TASK TO COMPLETE | Count the lines below that contain the word "parse". Give only the number.

——————

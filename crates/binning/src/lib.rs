//! Spatial binning of satellite ground-pixels onto a discrete global grid.
//!
//! Irregularly spaced swath measurements are reduced to one summary row per
//! grid cell so that overlapping scans can be compared and merged:
//!
//! - **Filter**: drop low-confidence rows (`quality < threshold`)
//! - **Assign**: give each row with a value its cell at a fixed resolution
//! - **Aggregate**: collapse each cell's rows into one [`CellGroup`]
//! - **Project**: attach a representative coordinate to every cell
//!
//! # Architecture
//!
//! ```text
//! PointTable (one or more scans)
//!      │
//!      ▼
//! filter_by_quality(points, q)
//!      │
//!      ▼
//! assign_cells(points, resolution, index)   ◄── GeoIndex provider
//!      │
//!      ▼
//! aggregate(points, Reduction)
//!      │
//!      ▼
//! project(groups, index)                    ◄── GeoIndex provider
//!      │
//!      ▼
//! CellGroupTable
//! ```
//!
//! Every stage borrows its input and returns a new table. Stages may be
//! called one by one or through [`Binner`], which runs them in order from a
//! [`BinningConfig`].
//!
//! # Example
//!
//! ```
//! use binning::{aggregate, assign_cells, filter_by_quality, PointTable, Reduction};
//! use chrono::Utc;
//! use geo_index::H3Index;
//!
//! let points = PointTable::new(
//!     vec![6.10, 6.11],
//!     vec![46.20, 46.20],
//!     vec![Some(0.031), Some(0.035)],
//!     vec![0.9, 0.3],
//!     vec![Utc::now(); 2],
//! )?;
//!
//! let good = filter_by_quality(&points, 0.5);
//! let assigned = assign_cells(&good, 5, &H3Index::new())?;
//! let groups = aggregate(&assigned, Reduction::Mean)?;
//! assert_eq!(groups.len(), 1);
//! # Ok::<(), binning::BinningError>(())
//! ```

pub mod aggregate;
pub mod assign;
pub mod config;
pub mod error;
pub mod filter;
pub mod pipeline;
pub mod project;
pub mod table;

// Re-export commonly used types at crate root
pub use aggregate::{aggregate, aggregate_by_name, aggregate_par, Reduction};
pub use assign::{assign_cells, assign_cells_par};
pub use config::{BinningConfig, DEFAULT_RESOLUTION};
pub use error::{BinningError, Result};
pub use filter::{filter_by_quality, DEFAULT_MINIMAL_QUALITY};
pub use pipeline::{Binner, BinningReport, Stage};
pub use project::{project, CellKeyed};
pub use table::{defined_value, CellGroup, CellGroupTable, Point, PointTable};

pub use geo_index::{CellId, GeoIndex};
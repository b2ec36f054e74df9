//! Configuration loading for the binner.
//!
//! Layers, lowest first: built-in defaults, YAML file, `BINNING_*`
//! environment variables, command-line flags. The YAML file supports
//! `${VAR}` and `${VAR:-default}` substitution.

use std::fs;
use std::path::Path;

use anyhow::{Context, Result};
use binning::{BinningConfig, Reduction};

/// Command-line overrides; `None`/`false` leaves the lower layers alone.
#[derive(Debug, Clone, Default)]
pub struct Overrides {
    pub resolution: Option<u8>,
    pub minimal_quality: Option<f32>,
    pub reduction: Option<Reduction>,
    pub no_project: bool,
    pub parallel: bool,
}

/// Build the effective configuration.
pub fn resolve_config(file: Option<&Path>, overrides: &Overrides) -> Result<BinningConfig> {
    resolve_config_with(file, overrides, |key| std::env::var(key).ok())
}

/// [`resolve_config`] with a custom environment lookup.
pub fn resolve_config_with<F>(
    file: Option<&Path>,
    overrides: &Overrides,
    lookup: F,
) -> Result<BinningConfig>
where
    F: Fn(&str) -> Option<String>,
{
    let mut config = match file {
        Some(path) => load_config_file(path, &lookup)?,
        None => {
            // Without a file the reduction has to come from a higher layer
            let reduction = match (overrides.reduction, lookup("BINNING_REDUCTION")) {
                (Some(reduction), _) => reduction,
                (None, Some(name)) => name.parse()?,
                (None, None) => anyhow::bail!(
                    "no reduction configured: pass --reduction, set BINNING_REDUCTION or use --config"
                ),
            };
            BinningConfig::new(reduction)
        }
    };

    config.apply_env_from(&lookup)?;

    if let Some(resolution) = overrides.resolution {
        config.resolution = resolution;
    }
    if let Some(minimal_quality) = overrides.minimal_quality {
        config.minimal_quality = minimal_quality;
    }
    if let Some(reduction) = overrides.reduction {
        config.reduction = reduction;
    }
    if overrides.no_project {
        config.project = false;
    }
    if overrides.parallel {
        config.parallel = true;
    }

    config.validate()?;
    Ok(config)
}

/// Load a YAML configuration file.
pub fn load_config_file<F>(path: &Path, lookup: F) -> Result<BinningConfig>
where
    F: Fn(&str) -> Option<String>,
{
    let content = fs::read_to_string(path)
        .with_context(|| format!("Failed to read config from {:?}", path))?;

    let expanded = expand_env_vars(&content, &lookup)?;

    BinningConfig::from_yaml_str(&expanded)
        .with_context(|| format!("Failed to parse config from {:?}", path))
}

/// Substitute `${VAR}` and `${VAR:-default}` references.
fn expand_env_vars<F>(content: &str, lookup: F) -> Result<String>
where
    F: Fn(&str) -> Option<String>,
{
    let mut result = String::with_capacity(content.len());
    let mut chars = content.chars().peekable();

    while let Some(ch) = chars.next() {
        if ch == '$' && chars.peek() == Some(&'{') {
            chars.next(); // consume '{'

            let mut var_expr = String::new();
            loop {
                match chars.next() {
                    Some('}') => break,
                    Some(c) => var_expr.push(c),
                    None => anyhow::bail!("Unclosed variable substitution: ${{{}", var_expr),
                }
            }

            result.push_str(&resolve_var_expr(&var_expr, &lookup)?);
        } else {
            result.push(ch);
        }
    }

    Ok(result)
}

fn resolve_var_expr<F>(expr: &str, lookup: F) -> Result<String>
where
    F: Fn(&str) -> Option<String>,
{
    if let Some((var_name, default)) = expr.split_once(":-") {
        match lookup(var_name.trim()) {
            Some(val) if !val.is_empty() => Ok(val),
            _ => Ok(default.to_string()),
        }
    } else {
        lookup(expr.trim()).with_context(|| format!("Environment variable {} not set", expr))
    }
}
impl FromIterator<CellGroup> for CellGroupTable {
    /// Coordinate columns are kept only if every row carries both coordinates.
    fn from_iter<I: IntoIterator<Item = CellGroup>>(iter: I) -> Self {
        let rows: Vec<CellGroup> = iter.into_iter().collect();
        let projected = !rows.is_empty()
            && rows
                .iter()
                .all(|g| g.latitude.is_some() && g.longitude.is_some());

        CellGroupTable {
            cell_id: rows.iter().map(|g| g.cell_id).collect(),
            timestamp: rows.iter().map(|g| g.timestamp).collect(),
            quality: rows.iter().map(|g| g.quality).collect(),
            value: rows.iter().map(|g| g.value).collect(),
            count: rows.iter().map(|g| g.count).collect(),
            latitude: projected.then(|| rows.iter().filter_map(|g| g.latitude).collect()),
            longitude: projected.then(|| rows.iter().filter_map(|g| g.longitude).collect()),
        }
    }
}

fn check_len(column: &'static str, expected: usize, actual: usize) -> Result<()> {
    if expected != actual {
        return Err(BinningError::ColumnLengthMismatch {
            column,
            expected,
            actual,
        });
    }
    Ok(())
}

#[cfg(test)]
mod tests {
    use super::*;
    use chrono::TimeZone;

    fn t(secs: i64) -> DateTime<Utc> {
        Utc.timestamp_opt(1_562_025_600 + secs, 0).unwrap()
    }

    fn table() -> PointTable {
        PointTable::new(
            vec![1.0, 2.0, 3.0],
            vec![10.0, 20.0, 30.0],
            vec![Some(0.5), None, Some(f64::NAN)],
            vec![0.9, 0.1, 0.5],
            vec![t(0), t(1), t(2)],
        )
        .unwrap()
    }

    #[test]
    fn test_new_rejects_misaligned_columns() {
        let err = PointTable::new(
            vec![1.0, 2.0],
            vec![10.0],
            vec![None, None],
            vec![0.5, 0.5],
            vec![t(0), t(0)],
        )
        .unwrap_err();
        assert_eq!(
            err,
            BinningError::ColumnLengthMismatch {
                column: "latitude",
                expected: 2,
                actual: 1
            }
        );
    }

    #[test]
    fn test_nan_is_stored_as_missing() {
        let table = table();
        assert_eq!(table.values(), &[Some(0.5), None, None]);
    }

    #[test]
    fn test_get_and_iter() {
        let table = table();
        let row = table.get(0).unwrap();
        assert_eq!(row.longitude, 1.0);
        assert_eq!(row.latitude, 10.0);
        assert_eq!(row.cell_id, None);
        assert!(table.get(3).is_none());
        assert_eq!(table.iter().len(), 3);
    }

    #[test]
    fn test_take_preserves_requested_order() {
        let table = table()
            .with_cell_ids(vec![CellId::new(1), CellId::new(2), CellId::new(3)])
            .unwrap();
        let taken = table.take(&[2, 0]);
        assert_eq!(taken.longitude(), &[3.0, 1.0]);
        assert_eq!(taken.cell_ids().unwrap(), &[CellId::new(3), CellId::new(1)]);
    }

    #[test]
    fn test_with_cell_ids_checks_length() {
        assert!(table().with_cell_ids(vec![CellId::new(1)]).is_err());
    }

    #[test]
    fn test_append_merges_scans() {
        let mut merged = table();
        merged.append(table());
        assert_eq!(merged.len(), 6);
        assert!(!merged.has_cell_ids());
    }

    #[test]
    fn test_append_drops_partial_cell_column() {
        let ids = vec![CellId::new(1), CellId::new(2), CellId::new(3)];
        let assigned = table().with_cell_ids(ids.clone()).unwrap();

        let both = assigned.clone().concat(assigned.clone());
        assert_eq!(both.cell_ids().unwrap().len(), 6);

        let mixed = assigned.clone().concat(table());
        assert!(!mixed.has_cell_ids());

        let from_empty = PointTable::default().concat(assigned.clone());
        assert_eq!(from_empty.cell_ids().unwrap(), ids.as_slice());

        let with_empty = assigned.concat(PointTable::default());
        assert_eq!(with_empty.cell_ids().unwrap(), ids.as_slice());
    }

    #[test]
    fn test_collect_points() {
        let cell = CellId::new(42);
        let table: PointTable = (0..4)
            .map(|i| Point::new(i as f64, 0.0, Some(1.0), 0.5, t(i)).with_cell(cell))
            .collect();
        assert_eq!(table.len(), 4);
        assert_eq!(table.cell_ids().unwrap(), &[cell; 4]);

        let mut partial = table.clone();
        partial.push(Point::new(9.0, 0.0, Some(1.0), 0.5, t(9)));
        assert!(!partial.has_cell_ids());
        assert_eq!(partial.len(), 5);
    }

    #[test]
    fn test_point_display() {
        let point = Point::new(1.5, -2.0, None, 0.75, t(0));
        let text = point.to_string();
        assert!(text.starts_with("longitude=1.5 latitude=-2 value=NaN"));
        assert!(text.ends_with("quality=0.75"));

        let text = point.with_cell(CellId::new(255)).to_string();
        assert!(text.ends_with("cell_id=ff"));
    }

    fn group(cell: u64, lat: Option<f64>) -> CellGroup {
        CellGroup {
            cell_id: CellId::new(cell),
            timestamp: t(0),
            quality: 0.5,
            value: 1.0,
            count: 1,
            latitude: lat,
            longitude: lat,
        }
    }

    #[test]
    fn test_group_table_from_rows() {
        let groups: CellGroupTable = vec![group(3, None), group(1, None)].into_iter().collect();
        assert_eq!(groups.len(), 2);
        assert!(!groups.has_coordinates());
        assert_eq!(groups.find(CellId::new(1)).unwrap().cell_id, CellId::new(1));
        assert!(groups.find(CellId::new(7)).is_none());

        let sorted = groups.sorted_by_cell();
        assert_eq!(sorted[0].cell_id, CellId::new(1));
        assert_eq!(sorted[1].cell_id, CellId::new(3));
    }

    #[test]
    fn test_group_table_keeps_complete_coordinates_only() {
        let full: CellGroupTable = vec![group(1, Some(1.0)), group(2, Some(2.0))]
            .into_iter()
            .collect();
        assert_eq!(full.latitude().unwrap(), &[1.0, 2.0]);

        let partial: CellGroupTable = vec![group(1, Some(1.0)), group(2, None)]
            .into_iter()
            .collect();
        assert!(!partial.has_coordinates());
    }

    #[test]
    fn test_cell_group_serializes_without_missing_coordinates() {
        let json = serde_json::to_value(group(255, None)).unwrap();
        assert_eq!(json["cell_id"], "ff");
        assert!(json.get("latitude").is_none());

        let json = serde_json::to_value(group(255, Some(4.0))).unwrap();
        assert_eq!(json["latitude"], 4.0);
    }
}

——————

RESPONSE | 2